From: Alberto Frosi on 11 Mar 2010 06:28 On 10 Mar, 13:07, Johne_uk <edg...(a)tiscali.co.uk> wrote: > Hi, > > I am currently running two Oracle 10G instances from a single Solaris > M4000 server. Every few days one of the instances crashes with the > following error and has to be restarted. > > ORA-00470: LGWR process terminated with error > PMON: terminating instance due to error 470 > > I have spend weeks running various trace files etc with Oracle support > and they are basically clueless as to what is the cause. They are > saying it is a Solaris OS issue but surely this would affect both > instances and not just one. > > Essentially something is killing the LGWR process and the instance is > shutting itself down.

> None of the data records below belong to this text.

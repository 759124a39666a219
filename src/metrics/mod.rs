// Metrics module
// Per-turn request metrics, appended as JSON lines

mod logger;
mod types;

pub use logger::{MetricsLogger, MetricsSummary};
pub use types::RequestMetric;
// Work Item Analyzer - answer questions about project and developer work items
// Library exports

pub mod answer;
pub mod cli;
pub mod config;
pub mod knowledge;
pub mod logging;
pub mod metrics;
pub mod providers;
pub mod server;
pub mod store;
// Work Item Analyzer - chatbot over project/developer work items
// Main entry point

use anyhow::Result;
use std::io::{self, IsTerminal};

use workitem_analyzer::answer::AnswerService;
use workitem_analyzer::cli::{BufferedReader, EditorReader, Repl};
use workitem_analyzer::config::load_config;
use workitem_analyzer::logging::init_tracing;
use workitem_analyzer::providers::create_provider;
use workitem_analyzer::server;

#[tokio::main(flavor = "current_thread")]
async fn main() -> Result<()> {
    // Load configuration (.env, config file, environment)
    let loaded = load_config()?;

    init_tracing(loaded.config.features.debug_logging);
    loaded.log_sources();

    let config = loaded.config;
    tracing::debug!(?config, "Configuration loaded");

    // Create the generation backend and the answer service around it
    let provider = create_provider(&config)?;
    let service = AnswerService::from_config(&config, provider);

    if config.server.enabled {
        return server::serve(&config.server.bind_address, service).await;
    }

    let colors = io::stdout().is_terminal();

    if io::stdin().is_terminal() {
        let reader = EditorReader::new()?;
        Repl::new(service, reader, io::stdout())
            .with_colors(colors)
            .run()
            .await?;
    } else {
        // Piped input: plain line reads, no line editing
        let reader = BufferedReader::new(io::stdin().lock());
        Repl::new(service, reader, io::stdout())
            .with_colors(colors)
            .run()
            .await?;
    }

    Ok(())
}
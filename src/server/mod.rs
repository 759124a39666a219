// HTTP server module
// JSON query endpoint for the web frontend, sharing the shell's answer service

mod handlers;

pub use handlers::{
    handle_query, health_check, metrics_today, ErrorResponse, QueryRequest, QueryResponse,
};

use anyhow::{Context, Result};
use axum::extract::DefaultBodyLimit;
use axum::http::{header, Method};
use axum::routing::{get, post};
use axum::Router;
use std::net::SocketAddr;
use std::sync::Arc;
use tower_http::cors::{Any, CorsLayer};
use tower_http::trace::TraceLayer;

use crate::answer::AnswerService;

/// Questions are short; anything bigger than this is rejected before parsing
const MAX_BODY_BYTES: usize = 64 * 1024;

/// Shared handler state
#[derive(Clone)]
pub struct AppState {
    pub service: Arc<AnswerService>,
}

/// Build the router: `POST /query`, `GET /health`, `GET /metrics/today`
pub fn create_router(service: Arc<AnswerService>) -> Router {
    // The frontend is served from a different origin
    let cors = CorsLayer::new()
        .allow_origin(Any)
        .allow_methods([Method::GET, Method::POST])
        .allow_headers([header::CONTENT_TYPE]);

    Router::new()
        .route("/query", post(handle_query))
        .route("/health", get(health_check))
        .route("/metrics/today", get(metrics_today))
        .with_state(AppState { service })
        .layer(DefaultBodyLimit::max(MAX_BODY_BYTES))
        .layer(cors)
        .layer(TraceLayer::new_for_http())
}

/// Serve the query endpoint until the process is stopped
pub async fn serve(bind_address: &str, service: AnswerService) -> Result<()> {
    let addr: SocketAddr = bind_address
        .parse()
        .with_context(|| format!("Invalid bind address: {}", bind_address))?;

    if let Err(e) = service.store().ensure_schema() {
        tracing::warn!("Could not prepare data files: {:#}", e);
    }

    let app = create_router(Arc::new(service));

    let listener = tokio::net::TcpListener::bind(addr)
        .await
        .with_context(|| format!("Failed to bind {}", addr))?;

    tracing::info!("Starting work item analyzer server on {}", addr);
    println!("Work Item Analyzer listening on http://{}", addr);

    axum::serve(listener, app).await.context("HTTP server failed")?;

    Ok(())
}
// Project-wide constants
//
// Defaults live here so file names, model names and endpoints have one
// source of truth. Import via `use crate::config::constants::*;`.

/// Directory holding the two work item tables, relative to the working directory.
pub const DEFAULT_DATA_DIR: &str = "data";

/// Project table file name inside the data directory.
pub const PROJECT_TABLE_FILE: &str = "projects_workitems.csv";

/// Developer table file name inside the data directory.
pub const DEVELOPER_TABLE_FILE: &str = "developers_workitems.csv";

/// Hosted backend model when `OPENAI_MODEL` is not set.
pub const DEFAULT_OPENAI_MODEL: &str = "gpt-4.1-mini";

/// Hosted backend base URL (the `/v1/chat/completions` path is appended).
pub const DEFAULT_OPENAI_BASE_URL: &str = "https://api.openai.com";

/// Local daemon model when `OLLAMA_MODEL` is not set.
pub const DEFAULT_OLLAMA_MODEL: &str = "llama3.2";

/// Ollama listens on 11434 unless told otherwise.
pub const DEFAULT_OLLAMA_HOST: &str = "http://localhost:11434";

/// Low temperature keeps answers close to the knowledge base.
pub const DEFAULT_TEMPERATURE: f32 = 0.2;

/// HTTP request timeout for backend calls.
pub const DEFAULT_TIMEOUT_SECS: u64 = 120;

/// Bind address for the HTTP query endpoint (the web frontend expects port 8000).
pub const DEFAULT_HTTP_ADDR: &str = "127.0.0.1:8000";

/// Label printed in front of every answer.
pub const ASSISTANT_LABEL: &str = "Analyzer";

/// Config file location under the home directory.
pub const CONFIG_DIR_NAME: &str = ".workitem-analyzer";
pub const CONFIG_FILE_NAME: &str = "config.toml";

I think the way ahead is to try and find out > what is killing this process but I'm not sure how to go about this and > worried that any logging may degrade server performance. > > Can anybody offer any suggestions ? > > Thanks in advance > John For example for the better analysis i ask, the LGWR process it's always the same for the same instance or is it ramdom? because otherwise could be a hundred of variables for OS for DB.